Built on the ELI5 in 00-eli5.md. The bulletin board — shared notices without direct phone calls — becomes the event backbone and its limits.


1) Exactly-once is usually at-least-once plus idempotency wearing makeup

See, a distributed system can lose acknowledgments, retry handlers, and redeliver messages. So the same event may be processed more than once even when everyone behaved reasonably.

That is why “exactly-once” often means something narrower than people first imagine.

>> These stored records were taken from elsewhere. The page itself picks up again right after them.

//! # Event bus for broadcasting runtime events.
//!
//! [`Bus`] is a thin wrapper around [`tokio::sync::broadcast`] shared by every
//! store created from one [`StoreContext`](crate::StoreContext).
//!
//! ## Architecture
//! ```text
//! Publishers (many):                   Consumers:
//!   LinkActor  (store A) ──┐
//!   LinkActor  (store B) ──┼──► Bus ──┬──► context listener ──► SubscriberSet ──► LogWriter, ...
//!   Store::set / registry ─┘          └──► StoreContext::events() receivers (tests, UIs)
//! ```
//!
//! ## Rules
//! - **Non-blocking publish**: `publish()` never blocks; it calls `broadcast::Sender::send`.
//! - **Bounded capacity**: one ring buffer of recent events is shared by all receivers.
//! - **Lag handling**: slow receivers get `RecvError::Lagged(n)` and skip `n` oldest items.
//! - **No persistence**: events are lost if there are no receivers at send time.

use tokio::sync::broadcast;

use super::event::Event;

/// Broadcast channel for runtime events.
///
/// Cheap to clone (internally holds an `Arc`-backed sender).
#[derive(Clone, Debug)]
pub struct Bus {
    tx: broadcast::Sender<Event>,
}

impl Bus {
    /// Creates a new bus with the given channel capacity (minimum 1).
    pub fn new(capacity: usize) -> Self {
        let (tx, _rx) = broadcast::channel::<Event>(capacity.max(1));
        Self { tx }
    }

    /// Publishes an event to all active receivers.
    ///
    /// If there are no receivers the event is dropped.
    pub fn publish(&self, ev: Event) {
        let _ = self.tx.send(ev);
    }

    /// Creates a new receiver that observes events sent after this call.
    pub fn subscribe(&self) -> broadcast::Receiver<Event> {
        self.tx.subscribe()
    }
}

#[cfg(test)]
mod tests {
    use super::*;
    use crate::events::EventKind;

    #[tokio::test]
    async fn receivers_only_see_later_events() {
        let bus = Bus::new(0);
        bus.publish(Event::new(EventKind::Connecting));

        let mut rx = bus.subscribe();
        bus.publish(Event::new(EventKind::Connected).with_store("status"));

        let ev = rx.recv().await.unwrap();
        assert_eq!(ev.kind, EventKind::Connected);
        assert_eq!(ev.store.as_deref(), Some("status"));
    }
}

Usually it means at-least-once delivery plus careful deduplication or idempotent side effects.

  • Broker may deliver a message again if consumer handled it but crashed before committing the offset.
  • Producer may send again if it never receives the acknowledgment and cannot prove the first write succeeded.
  • Application can survive duplicates only when handlers are idempotent or when dedupe keys are enforced durably.
receive order-created
   -> charge card
   -> crash before ack
broker redelivers
   -> charge card again?
fix: idempotency key / payment fence

Worked example. A consumer charges a card, then dies before offset commit. The bulletin board did its job. Your handler still needs idempotency to avoid a double charge.

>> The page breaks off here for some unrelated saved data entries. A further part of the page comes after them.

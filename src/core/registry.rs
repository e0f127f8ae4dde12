//! # Observer registry.
//!
//! Holds the value observers of one store, keyed by a per-store id.
//!
//! ## Rules
//! - Fan-out works on a **snapshot** of entries taken under the store lock;
//!   observers run after the lock is released, so an observer may subscribe,
//!   unsubscribe or `set` on the same store.
//! - Every entry remembers the newest value version it has seen. A delivery
//!   with an older version is skipped, so an observer never goes backwards
//!   even when its initial delivery races with an inbound frame.
//! - A panicking observer is isolated: the panic is caught and reported, and
//!   the remaining observers still run.

use std::panic::{AssertUnwindSafe, catch_unwind};
use std::sync::Arc;
use std::sync::atomic::{AtomicU64, Ordering};

use crate::events::panic_message;

/// Value callback.
pub(crate) type Observer<In> = Arc<dyn Fn(&In) + Send + Sync>;

/// One registered observer.
pub(crate) struct Entry<In> {
    pub id: u64,
    observer: Observer<In>,
    /// `version + 1` of the newest value delivered; `0` before the first delivery.
    seen: AtomicU64,
}

impl<In> Entry<In> {
    /// Calls the observer unless it already saw `version` or a newer value.
    ///
    /// Returns the panic message if the observer panicked.
    pub fn deliver(&self, value: &In, version: u64) -> Option<String> {
        if self.seen.fetch_max(version + 1, Ordering::AcqRel) > version {
            return None;
        }
        catch_unwind(AssertUnwindSafe(|| (self.observer)(value)))
            .err()
            .map(|payload| panic_message(&*payload))
    }
}

/// Ordered set of observers.
pub(crate) struct Registry<In> {
    next_id: u64,
    entries: Vec<Arc<Entry<In>>>,
}

impl<In> Registry<In> {
    pub fn new() -> Self {
        Self {
            next_id: 1,
            entries: Vec::new(),
        }
    }

    /// Registers an observer and returns its entry.
    pub fn add(&mut self, observer: Observer<In>) -> Arc<Entry<In>> {
        let entry = Arc::new(Entry {
            id: self.next_id,
            observer,
            seen: AtomicU64::new(0),
        });
        self.next_id += 1;
        self.entries.push(Arc::clone(&entry));
        entry
    }

    /// Removes an observer. Returns `false` if it was already gone.
    pub fn remove(&mut self, id: u64) -> bool {
        let before = self.entries.len();
        self.entries.retain(|e| e.id != id);
        self.entries.len() != before
    }

    pub fn clear(&mut self) {
        self.entries.clear();
    }

    pub fn len(&self) -> usize {
        self.entries.len()
    }

    pub fn is_empty(&self) -> bool {
        self.entries.is_empty()
    }

    /// Entries in registration order, for fan-out outside the lock.
    pub fn snapshot(&self) -> Vec<Arc<Entry<In>>> {
        self.entries.clone()
    }
}

#[cfg(test)]
mod tests {
    use super::*;
    use std::sync::Mutex;

    fn recording() -> (Observer<i32>, Arc<Mutex<Vec<i32>>>) {
        let seen = Arc::new(Mutex::new(Vec::new()));
        let sink = Arc::clone(&seen);
        (Arc::new(move |v: &i32| sink.lock().unwrap().push(*v)), seen)
    }

    #[test]
    fn remove_is_idempotent() {
        let mut reg = Registry::new();
        let (obs, _) = recording();
        let a = reg.add(Arc::clone(&obs));
        let b = reg.add(obs);
        assert_ne!(a.id, b.id);

        assert!(reg.remove(a.id));
        assert!(!reg.remove(a.id));
        assert_eq!(reg.len(), 1);
    }

    #[test]
    fn older_versions_are_skipped() {
        let mut reg = Registry::new();
        let (obs, seen) = recording();
        let entry = reg.add(obs);

        assert!(entry.deliver(&2, 2).is_none());
        entry.deliver(&1, 1);
        entry.deliver(&2, 2);
        entry.deliver(&3, 3);
        assert_eq!(*seen.lock().unwrap(), vec![2, 3]);
    }

    #[test]
    fn panics_are_reported_not_propagated() {
        let mut reg: Registry<i32> = Registry::new();
        let entry = reg.add(Arc::new(|_: &i32| panic!("bad observer")));
        assert_eq!(entry.deliver(&0, 0).as_deref(), Some("bad observer"));
    }

    #[test]
    fn snapshot_is_detached_from_registry() {
        let mut reg = Registry::new();
        let (obs, _) = recording();
        let a = reg.add(obs);
        let snap = reg.snapshot();
        reg.remove(a.id);
        assert_eq!(snap.len(), 1);
        assert!(reg.is_empty());
    }
}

So honest admission is simple. Delivery guarantee alone never proves business guarantee. Your data model finishes the promise.

2) Distributed debugging remains painful even with logs, metrics, and traces

Now look at debugging. One request may cross services, queues, retries, caches, and regions. By the time the bug appears, the original cause may be minutes earlier.

Tracing helps, but traces can be sampled, broken, or missing across async hops. Logs help, but clocks differ and correlation IDs still go missing.

  • A trace can tell you where latency happened, but not always why a handler made the wrong domain decision.
  • A log can show a retry, but not whether the first attempt actually committed before timing out.
  • A metric can show backlog growth, but not which exact event sequence created the bad state.
user clicks pay
   -> api trace id T1
   -> publish event E9
   -> worker retries twice
   -> db writes succeed once
   -> callback lost
who exactly lied first?

Worked example. Payment succeeded in storage, callback failed, UI timed out, and support ticket arrived three hours later. Good luck proving the precise sequence quickly.

A bulletin board removes tight coupling. It does not remove detective work. Distributed debugging is still slow, human, and humbling.

3) Ordering across partitions and saga rollback stay imperfect

People love neat stories about event order. Reality is stricter. Order is easy inside one partition, one key, or one sequencer. Global order across partitions is expensive and fragile.

If events for the same business entity land on different partitions, arrival order and processing order may diverge. Consumer lag, retries, and rebalances make the picture uglier.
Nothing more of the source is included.